Personal information
- Born: 10 August 2003 (age 23)

Fencing career
- Sport: Fencing
- Country: China
- Weapon: Épée
- Hand: Right-handed

Medal record
Women's épée
Representing China
World Championships
| Bronze medal – third place | 2026 Hong Kong | Individual |
Asian Games
| Bronze medal – third place | 2022 Hangzhou | Team |
| Gold medal – first place | 2026 Aichi-Nagoya | Team |
World University Games
| Gold medal – first place | 2021 Chengdu | Team |
Asian Championships
| Silver medal – second place | 2024 Kuwait City | Team |
| Bronze medal – third place | 2023 Wuxi | Team |

= Tang Junyao =

Chinese fencer (born 2003)

Tang Junyao (唐君瑶; born 10 August 2003) is a Chinese right-handed épée fencer. She represented China at the 2024 Summer Olympics.

==Career==
Tang competed at the 2023 Asian Fencing Championships and won a bronze medal in the team event.

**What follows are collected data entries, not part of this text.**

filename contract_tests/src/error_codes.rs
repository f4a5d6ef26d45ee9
//! Error code identifier contract tests

use bridge_types::ErrorCode;

/// Every code and the identifier it travels as
pub const GOLDEN_CODES: [(ErrorCode, &str); 5] = [
    (ErrorCode::InvalidMethod, "INVALID_METHOD"),
    (ErrorCode::InvalidArgs, "INVALID_ARGS"),
    (ErrorCode::InvalidReturn, "INVALID_RETURN"),
    (ErrorCode::RemoteTimeout, "REMOTE_TIMEOUT"),
    (ErrorCode::RemoteRuntimeError, "REMOTE_RUNTIME_ERROR"),
];

#[cfg(test)]
mod tests {
    use super::*;
    use crate::test_helpers::*;
    use bridge_codec::{decode, encode_error, Envelope};
    use bridge_types::CallKey;
    use serde_json::json;

    #[test]
    fn test_code_identifiers_are_stable() {
        assert_eq!(ErrorCode::ALL.len(), GOLDEN_CODES.len(), "Error code added or removed");
        for (code, identifier) in GOLDEN_CODES {
            assert_eq!(code.as_str(), identifier);
            assert_eq!(serde_json::to_value(code).unwrap(), json!(identifier));
        }
    }

    #[test]
    fn test_codes_survive_the_wire() {
        for (code, identifier) in GOLDEN_CODES {
            let message = encode_error(code, "detail", CallKey::new(9)).unwrap();
            assert_eq!(fields(&message)["errorCode"], json!(identifier));

            match decode(&message).unwrap() {
                Some(Envelope::Error(reply)) => assert_eq!(reply.error_code, code),
                other => panic!("Expected error reply, got {:?}", other),
            }
        }
    }

    #[test]
    fn test_unknown_code_reads_as_runtime_error() {
        let message = r#"@@BRIDGE::{"errorCode":"SOMETHING_NEW","errorMessage":"x","key":0}"#;
        match decode(message).unwrap() {
            Some(Envelope::Error(reply)) => {
                assert_eq!(reply.error_code, ErrorCode::RemoteRuntimeError)
            }
            other => panic!("Expected error reply, got {:?}", other),
        }
    }
}
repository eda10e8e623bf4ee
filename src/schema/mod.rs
mod article;
mod comment;
mod user;

pub use article::{Article, ArticleStyle, ArticleView, NewArticle};
pub use comment::{Comment, CommentView, NewComment};
pub use user::{NewUser, PublicUser, User};
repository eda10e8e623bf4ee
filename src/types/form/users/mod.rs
pub mod register;
use clap::Parser;
use error_stack::{Report, Result, ResultExt};
use quill::{config::Server as Config, database, util::logging};
use thiserror::Error;

/// Apply pending database migrations
#[derive(Debug, Parser)]
pub struct MigrateCommand {}

#[derive(Debug, Error)]
#[error("Failed to migrate the database")]
pub struct MigrateError;

pub fn run(_args: MigrateCommand) -> Result<(), MigrateError> {
  dotenvy::dotenv().ok();

  let config = Config::load().change_context(MigrateError)?;
  logging::init(&config.logging).change_context(MigrateError)?;

  actix_web::rt::System::new().block_on(async move {
    let pool = database::Pool::new(&config.db)
      .await
      .change_context(MigrateError)?;

    pool.migrate().await.change_context(MigrateError)?;
    tracing::info!("database is up to date");
    Ok::<_, Report<MigrateError>>(())
  })
}
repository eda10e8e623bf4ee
use error_stack::{Result, ResultExt};
use thiserror::Error;
use tracing_error::ErrorLayer;
use tracing_subscriber::{fmt, layer::SubscriberExt, util::SubscriberInitExt, EnvFilter};

use crate::config::{Logging, LoggingStyle};

#[derive(Debug, Error)]
#[error("Failed to initialize logging")]
pub struct InitLoggingError;

/// Installs the global tracing subscriber.
///
/// `RUST_LOG` takes precedence over the configured filter so
/// operators can raise verbosity without touching the config file.
pub fn init(cfg: &Logging) -> Result<(), InitLoggingError> {
  let filter = match EnvFilter::try_from_default_env() {
    Ok(filter) => filter,
    Err(..) => EnvFilter::try_new(&cfg.filter)
      .change_context(InitLoggingError)
      .attach_printable_lazy(|| format!("invalid logging filter {:?}", cfg.filter))?,
  };

  let registry = tracing_subscriber::registry()
    .with(filter)
    .with(ErrorLayer::default());

  let result = match cfg.style {
    LoggingStyle::Compact => registry.with(fmt::layer().compact()).try_init(),
    LoggingStyle::Full => registry.with(fmt::layer()).try_init(),
    LoggingStyle::Pretty => registry.with(fmt::layer().pretty()).try_init(),
    LoggingStyle::Json => registry.with(fmt::layer().json()).try_init(),
  };
  result.change_context(InitLoggingError)
}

She again competed at the 2024 Asian Fencing Championships and won a silver medal in the team event.

In March 2024, she qualified to represent China at the 2024 Summer Olympics. She competed in the team event, and lost to Poland in the bronze medal match.

In July 2026, she competed at the 2026 World Fencing Championships and won a bronze medal in the individual épée event.